List each line of the data in which the string "filename" appears.

(Dataset entries)
[Start of section]
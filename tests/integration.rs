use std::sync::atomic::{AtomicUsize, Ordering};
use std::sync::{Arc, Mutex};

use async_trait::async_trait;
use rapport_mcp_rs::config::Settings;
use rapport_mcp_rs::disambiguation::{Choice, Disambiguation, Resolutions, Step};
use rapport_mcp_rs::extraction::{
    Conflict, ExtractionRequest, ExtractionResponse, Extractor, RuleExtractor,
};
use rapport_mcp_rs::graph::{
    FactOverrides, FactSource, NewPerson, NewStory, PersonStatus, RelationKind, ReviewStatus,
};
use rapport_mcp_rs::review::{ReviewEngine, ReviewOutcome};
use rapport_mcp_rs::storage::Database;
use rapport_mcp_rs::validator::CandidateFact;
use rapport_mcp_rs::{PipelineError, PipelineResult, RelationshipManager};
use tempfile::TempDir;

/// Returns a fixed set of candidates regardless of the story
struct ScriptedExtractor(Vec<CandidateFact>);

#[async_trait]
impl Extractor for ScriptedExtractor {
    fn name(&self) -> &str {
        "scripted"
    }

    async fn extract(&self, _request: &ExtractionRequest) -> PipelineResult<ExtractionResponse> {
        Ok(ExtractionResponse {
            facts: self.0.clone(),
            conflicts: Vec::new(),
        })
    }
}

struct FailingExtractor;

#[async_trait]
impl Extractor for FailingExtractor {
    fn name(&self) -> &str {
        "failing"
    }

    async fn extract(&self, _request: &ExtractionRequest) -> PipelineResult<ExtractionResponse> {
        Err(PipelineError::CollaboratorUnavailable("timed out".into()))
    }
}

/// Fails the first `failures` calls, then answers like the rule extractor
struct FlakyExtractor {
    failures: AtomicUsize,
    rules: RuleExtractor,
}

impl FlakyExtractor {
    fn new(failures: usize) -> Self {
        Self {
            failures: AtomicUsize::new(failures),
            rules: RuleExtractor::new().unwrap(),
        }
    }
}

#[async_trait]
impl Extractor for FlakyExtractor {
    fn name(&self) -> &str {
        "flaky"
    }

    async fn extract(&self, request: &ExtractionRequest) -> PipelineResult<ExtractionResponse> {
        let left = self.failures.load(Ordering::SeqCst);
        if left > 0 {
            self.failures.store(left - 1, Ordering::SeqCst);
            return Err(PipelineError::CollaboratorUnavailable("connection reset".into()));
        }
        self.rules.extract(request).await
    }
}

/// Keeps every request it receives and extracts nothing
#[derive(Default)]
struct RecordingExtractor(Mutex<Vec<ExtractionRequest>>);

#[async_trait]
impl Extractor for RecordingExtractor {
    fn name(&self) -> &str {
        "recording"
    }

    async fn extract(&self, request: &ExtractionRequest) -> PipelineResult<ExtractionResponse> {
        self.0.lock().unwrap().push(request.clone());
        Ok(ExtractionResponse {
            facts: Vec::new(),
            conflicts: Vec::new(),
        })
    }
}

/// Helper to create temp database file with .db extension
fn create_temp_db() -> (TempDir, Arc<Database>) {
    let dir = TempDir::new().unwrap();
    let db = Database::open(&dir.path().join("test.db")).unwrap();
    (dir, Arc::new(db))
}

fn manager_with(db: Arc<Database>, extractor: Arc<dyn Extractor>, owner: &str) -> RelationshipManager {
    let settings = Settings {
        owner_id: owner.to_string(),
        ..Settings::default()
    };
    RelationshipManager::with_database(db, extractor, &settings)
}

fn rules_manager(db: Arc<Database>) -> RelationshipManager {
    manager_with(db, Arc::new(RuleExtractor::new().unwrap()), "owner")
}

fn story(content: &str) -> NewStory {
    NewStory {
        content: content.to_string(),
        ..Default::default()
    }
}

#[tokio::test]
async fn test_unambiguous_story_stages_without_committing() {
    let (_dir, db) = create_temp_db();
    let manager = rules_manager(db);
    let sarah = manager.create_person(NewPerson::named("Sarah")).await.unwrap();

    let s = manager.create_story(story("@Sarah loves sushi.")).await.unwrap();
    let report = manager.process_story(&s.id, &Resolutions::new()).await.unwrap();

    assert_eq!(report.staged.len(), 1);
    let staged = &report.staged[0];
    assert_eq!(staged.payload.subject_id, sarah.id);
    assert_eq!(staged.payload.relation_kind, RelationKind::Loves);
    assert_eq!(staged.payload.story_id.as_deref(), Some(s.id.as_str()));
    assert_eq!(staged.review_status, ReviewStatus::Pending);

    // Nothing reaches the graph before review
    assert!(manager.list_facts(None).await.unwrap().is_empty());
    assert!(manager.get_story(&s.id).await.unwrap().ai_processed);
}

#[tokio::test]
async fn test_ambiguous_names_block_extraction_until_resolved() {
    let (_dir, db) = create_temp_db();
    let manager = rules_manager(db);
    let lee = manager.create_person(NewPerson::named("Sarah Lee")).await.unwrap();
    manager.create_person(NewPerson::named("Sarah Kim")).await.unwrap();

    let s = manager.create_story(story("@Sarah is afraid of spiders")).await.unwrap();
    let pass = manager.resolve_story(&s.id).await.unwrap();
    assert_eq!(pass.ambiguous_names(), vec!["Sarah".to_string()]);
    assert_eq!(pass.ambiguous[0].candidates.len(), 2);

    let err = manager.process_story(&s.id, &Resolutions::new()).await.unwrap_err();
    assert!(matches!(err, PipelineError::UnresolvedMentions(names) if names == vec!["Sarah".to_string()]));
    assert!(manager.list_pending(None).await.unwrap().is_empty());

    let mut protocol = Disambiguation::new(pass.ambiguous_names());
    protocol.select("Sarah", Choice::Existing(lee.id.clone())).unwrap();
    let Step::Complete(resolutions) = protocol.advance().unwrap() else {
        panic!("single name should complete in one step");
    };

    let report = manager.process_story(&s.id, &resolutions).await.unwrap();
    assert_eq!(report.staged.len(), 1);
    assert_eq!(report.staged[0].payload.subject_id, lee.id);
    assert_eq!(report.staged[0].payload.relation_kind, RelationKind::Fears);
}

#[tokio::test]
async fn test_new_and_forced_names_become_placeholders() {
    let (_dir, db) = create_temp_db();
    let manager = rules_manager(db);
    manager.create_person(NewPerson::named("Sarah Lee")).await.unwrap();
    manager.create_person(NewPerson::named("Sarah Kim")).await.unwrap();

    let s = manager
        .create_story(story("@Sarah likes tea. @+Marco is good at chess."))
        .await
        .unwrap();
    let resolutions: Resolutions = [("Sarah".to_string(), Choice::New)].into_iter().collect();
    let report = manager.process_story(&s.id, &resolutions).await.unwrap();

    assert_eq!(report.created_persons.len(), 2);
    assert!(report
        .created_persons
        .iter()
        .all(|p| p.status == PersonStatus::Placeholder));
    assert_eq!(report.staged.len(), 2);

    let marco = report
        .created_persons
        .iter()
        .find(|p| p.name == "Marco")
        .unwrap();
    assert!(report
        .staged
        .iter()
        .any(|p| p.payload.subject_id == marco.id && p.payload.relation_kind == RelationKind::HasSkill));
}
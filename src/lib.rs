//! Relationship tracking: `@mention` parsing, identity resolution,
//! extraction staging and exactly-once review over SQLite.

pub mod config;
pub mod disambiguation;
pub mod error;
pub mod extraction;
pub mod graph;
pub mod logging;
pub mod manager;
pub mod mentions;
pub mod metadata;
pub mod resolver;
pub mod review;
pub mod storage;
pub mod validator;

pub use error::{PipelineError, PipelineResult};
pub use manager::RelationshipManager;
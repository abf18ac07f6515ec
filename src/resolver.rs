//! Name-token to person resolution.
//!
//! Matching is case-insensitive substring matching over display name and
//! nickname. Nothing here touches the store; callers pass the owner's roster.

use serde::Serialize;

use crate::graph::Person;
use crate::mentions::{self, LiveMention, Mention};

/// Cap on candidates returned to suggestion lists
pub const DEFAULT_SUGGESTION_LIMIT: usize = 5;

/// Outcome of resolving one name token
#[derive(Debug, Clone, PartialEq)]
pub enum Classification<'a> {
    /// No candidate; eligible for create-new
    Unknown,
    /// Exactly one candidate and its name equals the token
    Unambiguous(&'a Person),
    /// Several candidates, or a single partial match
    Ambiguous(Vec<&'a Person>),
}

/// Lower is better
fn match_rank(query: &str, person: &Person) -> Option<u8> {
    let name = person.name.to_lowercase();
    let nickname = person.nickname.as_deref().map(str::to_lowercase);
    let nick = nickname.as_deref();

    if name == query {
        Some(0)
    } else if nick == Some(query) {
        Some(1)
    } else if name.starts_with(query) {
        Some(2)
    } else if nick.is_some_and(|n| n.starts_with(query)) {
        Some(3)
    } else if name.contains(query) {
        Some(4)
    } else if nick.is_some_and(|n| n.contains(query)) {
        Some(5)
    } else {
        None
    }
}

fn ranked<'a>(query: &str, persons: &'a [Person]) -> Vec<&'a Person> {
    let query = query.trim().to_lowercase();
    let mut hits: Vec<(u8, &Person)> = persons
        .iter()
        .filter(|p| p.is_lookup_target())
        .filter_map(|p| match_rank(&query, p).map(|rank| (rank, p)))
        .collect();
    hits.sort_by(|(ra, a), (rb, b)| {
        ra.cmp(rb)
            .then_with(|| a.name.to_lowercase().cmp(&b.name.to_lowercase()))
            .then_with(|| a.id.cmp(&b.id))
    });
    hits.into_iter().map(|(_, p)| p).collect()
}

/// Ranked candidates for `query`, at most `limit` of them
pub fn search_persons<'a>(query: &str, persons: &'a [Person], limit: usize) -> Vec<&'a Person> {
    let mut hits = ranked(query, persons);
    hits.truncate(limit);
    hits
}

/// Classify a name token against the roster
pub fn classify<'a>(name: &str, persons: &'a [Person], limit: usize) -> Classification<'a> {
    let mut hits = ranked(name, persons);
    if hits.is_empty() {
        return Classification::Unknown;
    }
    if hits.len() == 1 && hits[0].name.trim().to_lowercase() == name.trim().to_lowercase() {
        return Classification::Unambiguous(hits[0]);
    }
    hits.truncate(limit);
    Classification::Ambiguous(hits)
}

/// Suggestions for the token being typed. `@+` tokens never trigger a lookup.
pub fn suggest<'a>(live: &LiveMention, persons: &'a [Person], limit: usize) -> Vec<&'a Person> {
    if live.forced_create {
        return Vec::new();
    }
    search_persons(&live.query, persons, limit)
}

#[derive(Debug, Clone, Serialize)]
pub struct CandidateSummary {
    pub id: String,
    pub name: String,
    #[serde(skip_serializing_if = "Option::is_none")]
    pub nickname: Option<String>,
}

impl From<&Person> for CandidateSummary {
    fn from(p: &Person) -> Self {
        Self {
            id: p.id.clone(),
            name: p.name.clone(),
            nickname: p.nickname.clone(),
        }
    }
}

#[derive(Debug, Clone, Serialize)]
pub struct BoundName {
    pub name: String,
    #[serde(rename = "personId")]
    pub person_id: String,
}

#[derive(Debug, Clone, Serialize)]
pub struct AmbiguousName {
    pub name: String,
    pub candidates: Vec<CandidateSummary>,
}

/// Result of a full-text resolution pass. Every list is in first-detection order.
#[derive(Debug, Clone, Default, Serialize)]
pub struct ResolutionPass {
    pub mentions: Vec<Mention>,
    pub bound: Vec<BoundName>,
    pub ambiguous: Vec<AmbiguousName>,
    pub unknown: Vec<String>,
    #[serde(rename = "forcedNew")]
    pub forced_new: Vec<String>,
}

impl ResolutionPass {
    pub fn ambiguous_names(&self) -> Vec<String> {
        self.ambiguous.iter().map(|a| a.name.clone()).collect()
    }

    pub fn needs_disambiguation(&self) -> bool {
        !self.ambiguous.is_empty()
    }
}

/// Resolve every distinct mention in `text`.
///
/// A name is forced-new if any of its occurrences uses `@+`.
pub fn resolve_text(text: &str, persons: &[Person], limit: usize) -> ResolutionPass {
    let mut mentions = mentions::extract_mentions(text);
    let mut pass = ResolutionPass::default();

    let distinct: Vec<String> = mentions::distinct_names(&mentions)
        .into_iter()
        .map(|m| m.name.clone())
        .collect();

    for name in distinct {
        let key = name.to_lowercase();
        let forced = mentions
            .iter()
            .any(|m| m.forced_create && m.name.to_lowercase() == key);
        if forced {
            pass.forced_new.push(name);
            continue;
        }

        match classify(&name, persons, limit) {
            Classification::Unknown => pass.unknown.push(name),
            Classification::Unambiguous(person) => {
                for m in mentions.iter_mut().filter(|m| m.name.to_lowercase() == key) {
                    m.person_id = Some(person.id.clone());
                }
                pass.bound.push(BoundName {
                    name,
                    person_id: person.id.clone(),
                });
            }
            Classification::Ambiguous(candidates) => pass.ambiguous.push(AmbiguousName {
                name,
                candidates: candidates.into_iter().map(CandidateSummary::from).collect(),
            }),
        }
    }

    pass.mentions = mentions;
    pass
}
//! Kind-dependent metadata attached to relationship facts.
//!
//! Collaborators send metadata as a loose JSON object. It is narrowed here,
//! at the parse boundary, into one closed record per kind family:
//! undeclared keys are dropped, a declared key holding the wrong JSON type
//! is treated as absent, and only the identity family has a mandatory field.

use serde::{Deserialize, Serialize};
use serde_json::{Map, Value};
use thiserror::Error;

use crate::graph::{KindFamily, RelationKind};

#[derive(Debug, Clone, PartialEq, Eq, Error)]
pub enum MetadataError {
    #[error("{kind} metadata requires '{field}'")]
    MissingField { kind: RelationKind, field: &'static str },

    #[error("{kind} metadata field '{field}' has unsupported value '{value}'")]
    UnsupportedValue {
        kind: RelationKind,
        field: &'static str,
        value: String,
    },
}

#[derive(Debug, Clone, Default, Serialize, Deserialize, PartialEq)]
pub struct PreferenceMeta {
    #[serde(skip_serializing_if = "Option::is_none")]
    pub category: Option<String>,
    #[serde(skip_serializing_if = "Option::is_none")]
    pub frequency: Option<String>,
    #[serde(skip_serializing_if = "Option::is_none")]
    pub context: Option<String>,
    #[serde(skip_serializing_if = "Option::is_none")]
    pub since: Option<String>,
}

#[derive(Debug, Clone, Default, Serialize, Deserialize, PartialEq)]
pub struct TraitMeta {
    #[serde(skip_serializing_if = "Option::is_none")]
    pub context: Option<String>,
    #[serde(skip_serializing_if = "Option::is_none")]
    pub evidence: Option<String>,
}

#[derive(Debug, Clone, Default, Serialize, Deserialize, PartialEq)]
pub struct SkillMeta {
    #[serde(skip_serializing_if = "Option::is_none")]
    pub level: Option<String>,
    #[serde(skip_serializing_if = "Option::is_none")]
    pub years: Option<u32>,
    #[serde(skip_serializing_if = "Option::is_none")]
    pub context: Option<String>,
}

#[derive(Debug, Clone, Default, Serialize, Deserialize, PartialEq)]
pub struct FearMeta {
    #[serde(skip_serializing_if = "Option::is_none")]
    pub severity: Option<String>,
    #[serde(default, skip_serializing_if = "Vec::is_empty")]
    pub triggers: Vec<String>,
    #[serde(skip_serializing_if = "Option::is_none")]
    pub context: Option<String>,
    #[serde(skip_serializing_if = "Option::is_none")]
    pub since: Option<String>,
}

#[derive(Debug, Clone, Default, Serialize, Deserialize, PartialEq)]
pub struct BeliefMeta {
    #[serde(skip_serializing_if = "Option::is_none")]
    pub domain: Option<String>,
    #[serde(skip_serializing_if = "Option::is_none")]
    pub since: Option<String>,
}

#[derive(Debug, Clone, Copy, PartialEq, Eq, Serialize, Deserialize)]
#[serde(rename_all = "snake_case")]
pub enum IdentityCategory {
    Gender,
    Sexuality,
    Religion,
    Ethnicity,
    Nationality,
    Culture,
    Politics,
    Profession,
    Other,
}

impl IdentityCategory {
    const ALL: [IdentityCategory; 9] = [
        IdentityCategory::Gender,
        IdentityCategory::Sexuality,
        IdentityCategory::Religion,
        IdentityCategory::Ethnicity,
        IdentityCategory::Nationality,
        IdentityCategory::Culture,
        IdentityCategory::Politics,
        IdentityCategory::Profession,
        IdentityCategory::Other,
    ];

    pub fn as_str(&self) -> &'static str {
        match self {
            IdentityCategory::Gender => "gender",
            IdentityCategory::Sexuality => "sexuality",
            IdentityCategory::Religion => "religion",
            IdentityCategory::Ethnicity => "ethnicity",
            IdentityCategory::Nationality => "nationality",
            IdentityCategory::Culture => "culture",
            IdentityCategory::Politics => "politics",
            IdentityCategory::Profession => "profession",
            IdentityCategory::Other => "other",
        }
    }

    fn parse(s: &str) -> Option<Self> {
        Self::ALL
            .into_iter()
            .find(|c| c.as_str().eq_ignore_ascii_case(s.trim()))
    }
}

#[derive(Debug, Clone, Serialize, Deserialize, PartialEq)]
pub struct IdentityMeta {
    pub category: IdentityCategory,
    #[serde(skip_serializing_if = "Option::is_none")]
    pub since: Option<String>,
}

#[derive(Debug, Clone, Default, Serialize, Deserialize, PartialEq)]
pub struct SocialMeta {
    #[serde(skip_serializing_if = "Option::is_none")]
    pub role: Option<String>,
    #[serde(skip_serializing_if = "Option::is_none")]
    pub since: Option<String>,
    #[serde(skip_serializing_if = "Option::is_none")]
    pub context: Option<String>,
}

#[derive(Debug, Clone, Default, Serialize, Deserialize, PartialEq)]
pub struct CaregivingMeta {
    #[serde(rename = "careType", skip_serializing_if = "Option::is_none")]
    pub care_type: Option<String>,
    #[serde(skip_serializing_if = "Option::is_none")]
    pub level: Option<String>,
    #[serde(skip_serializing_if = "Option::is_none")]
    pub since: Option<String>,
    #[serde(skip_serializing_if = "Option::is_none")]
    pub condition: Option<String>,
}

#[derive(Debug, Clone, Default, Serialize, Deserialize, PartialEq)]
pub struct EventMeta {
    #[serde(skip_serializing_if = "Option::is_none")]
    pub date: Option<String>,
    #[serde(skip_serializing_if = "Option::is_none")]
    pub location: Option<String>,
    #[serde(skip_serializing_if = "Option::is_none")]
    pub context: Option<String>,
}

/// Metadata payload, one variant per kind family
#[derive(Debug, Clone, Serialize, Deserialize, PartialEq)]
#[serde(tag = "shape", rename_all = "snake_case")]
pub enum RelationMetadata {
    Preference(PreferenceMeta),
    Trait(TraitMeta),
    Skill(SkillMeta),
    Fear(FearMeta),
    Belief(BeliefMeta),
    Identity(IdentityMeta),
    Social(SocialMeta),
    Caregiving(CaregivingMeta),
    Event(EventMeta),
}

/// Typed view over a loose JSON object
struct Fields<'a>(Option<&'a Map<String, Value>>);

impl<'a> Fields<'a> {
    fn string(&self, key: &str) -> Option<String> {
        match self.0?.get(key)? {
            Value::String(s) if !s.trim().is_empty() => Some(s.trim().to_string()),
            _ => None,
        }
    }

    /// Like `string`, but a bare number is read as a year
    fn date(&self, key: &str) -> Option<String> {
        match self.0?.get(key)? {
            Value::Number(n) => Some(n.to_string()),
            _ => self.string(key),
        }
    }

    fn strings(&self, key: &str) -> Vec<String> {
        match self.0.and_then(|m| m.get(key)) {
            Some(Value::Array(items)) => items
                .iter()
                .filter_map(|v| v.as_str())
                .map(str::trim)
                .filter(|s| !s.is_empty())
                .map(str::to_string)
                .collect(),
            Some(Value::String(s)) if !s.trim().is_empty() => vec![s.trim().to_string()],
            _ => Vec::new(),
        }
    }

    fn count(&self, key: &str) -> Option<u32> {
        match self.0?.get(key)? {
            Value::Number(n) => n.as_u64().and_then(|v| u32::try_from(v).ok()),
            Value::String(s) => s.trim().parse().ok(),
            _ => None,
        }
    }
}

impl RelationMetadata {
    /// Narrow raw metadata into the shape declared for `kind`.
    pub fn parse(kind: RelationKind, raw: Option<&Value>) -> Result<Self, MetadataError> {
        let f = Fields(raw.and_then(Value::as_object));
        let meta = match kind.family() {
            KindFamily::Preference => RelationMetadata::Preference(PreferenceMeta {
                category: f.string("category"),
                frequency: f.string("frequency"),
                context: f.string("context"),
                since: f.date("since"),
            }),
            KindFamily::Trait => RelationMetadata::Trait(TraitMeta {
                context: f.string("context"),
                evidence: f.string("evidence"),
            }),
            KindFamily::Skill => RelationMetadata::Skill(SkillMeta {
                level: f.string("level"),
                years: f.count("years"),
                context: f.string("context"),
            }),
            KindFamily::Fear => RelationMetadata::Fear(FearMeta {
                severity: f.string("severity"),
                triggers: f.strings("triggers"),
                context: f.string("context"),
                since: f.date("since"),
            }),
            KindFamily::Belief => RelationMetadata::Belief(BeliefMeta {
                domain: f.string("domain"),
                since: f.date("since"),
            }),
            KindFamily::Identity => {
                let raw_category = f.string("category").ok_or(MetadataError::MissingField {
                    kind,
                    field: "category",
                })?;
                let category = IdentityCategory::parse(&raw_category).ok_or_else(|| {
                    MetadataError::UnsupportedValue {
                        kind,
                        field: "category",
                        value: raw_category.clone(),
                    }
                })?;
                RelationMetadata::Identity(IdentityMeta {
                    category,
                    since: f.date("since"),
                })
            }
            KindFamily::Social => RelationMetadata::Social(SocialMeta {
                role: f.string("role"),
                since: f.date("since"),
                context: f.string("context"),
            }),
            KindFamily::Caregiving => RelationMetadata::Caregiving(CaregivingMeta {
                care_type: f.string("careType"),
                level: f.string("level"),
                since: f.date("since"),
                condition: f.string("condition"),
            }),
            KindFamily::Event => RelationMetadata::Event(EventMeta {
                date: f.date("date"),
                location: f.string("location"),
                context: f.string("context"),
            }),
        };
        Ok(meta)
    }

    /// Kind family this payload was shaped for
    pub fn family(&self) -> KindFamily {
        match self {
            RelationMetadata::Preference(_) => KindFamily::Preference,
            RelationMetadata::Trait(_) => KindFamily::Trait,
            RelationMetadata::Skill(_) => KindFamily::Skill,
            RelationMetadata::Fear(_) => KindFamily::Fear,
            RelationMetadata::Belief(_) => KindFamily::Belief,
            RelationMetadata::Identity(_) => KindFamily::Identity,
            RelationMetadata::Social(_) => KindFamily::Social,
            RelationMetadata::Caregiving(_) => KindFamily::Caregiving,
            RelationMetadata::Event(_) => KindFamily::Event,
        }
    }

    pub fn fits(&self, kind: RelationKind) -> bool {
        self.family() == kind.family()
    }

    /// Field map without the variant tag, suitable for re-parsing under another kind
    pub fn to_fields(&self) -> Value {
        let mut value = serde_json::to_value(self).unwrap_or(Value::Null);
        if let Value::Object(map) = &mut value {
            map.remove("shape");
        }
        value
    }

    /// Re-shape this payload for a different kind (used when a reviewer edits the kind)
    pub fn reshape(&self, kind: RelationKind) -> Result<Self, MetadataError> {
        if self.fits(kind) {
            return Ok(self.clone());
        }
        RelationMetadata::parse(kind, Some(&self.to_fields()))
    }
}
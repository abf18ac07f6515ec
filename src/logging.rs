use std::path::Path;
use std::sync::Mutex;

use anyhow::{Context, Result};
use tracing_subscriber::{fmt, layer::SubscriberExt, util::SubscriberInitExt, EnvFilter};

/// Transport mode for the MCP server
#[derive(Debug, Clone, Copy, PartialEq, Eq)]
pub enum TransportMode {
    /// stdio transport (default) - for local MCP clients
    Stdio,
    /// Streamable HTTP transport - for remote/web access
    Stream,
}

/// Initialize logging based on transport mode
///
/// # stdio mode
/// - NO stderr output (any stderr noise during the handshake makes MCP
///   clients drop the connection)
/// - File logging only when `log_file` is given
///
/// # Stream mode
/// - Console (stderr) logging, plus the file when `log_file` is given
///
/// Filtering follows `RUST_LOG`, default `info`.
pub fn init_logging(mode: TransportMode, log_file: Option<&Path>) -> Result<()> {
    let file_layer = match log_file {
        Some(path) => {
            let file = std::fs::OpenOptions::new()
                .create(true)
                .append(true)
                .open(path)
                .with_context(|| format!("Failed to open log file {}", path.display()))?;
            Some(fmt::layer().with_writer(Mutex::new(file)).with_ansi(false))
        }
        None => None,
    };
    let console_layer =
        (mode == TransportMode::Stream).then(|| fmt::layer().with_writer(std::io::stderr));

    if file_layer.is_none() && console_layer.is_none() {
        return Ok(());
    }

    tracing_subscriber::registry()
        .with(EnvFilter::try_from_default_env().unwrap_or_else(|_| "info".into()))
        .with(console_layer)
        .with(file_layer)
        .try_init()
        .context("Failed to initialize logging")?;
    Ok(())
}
[End of section]
#### [Task result]
filename tests/integration.rs
filename src/lib.rs
filename src/resolver.rs
filename src/logging.rs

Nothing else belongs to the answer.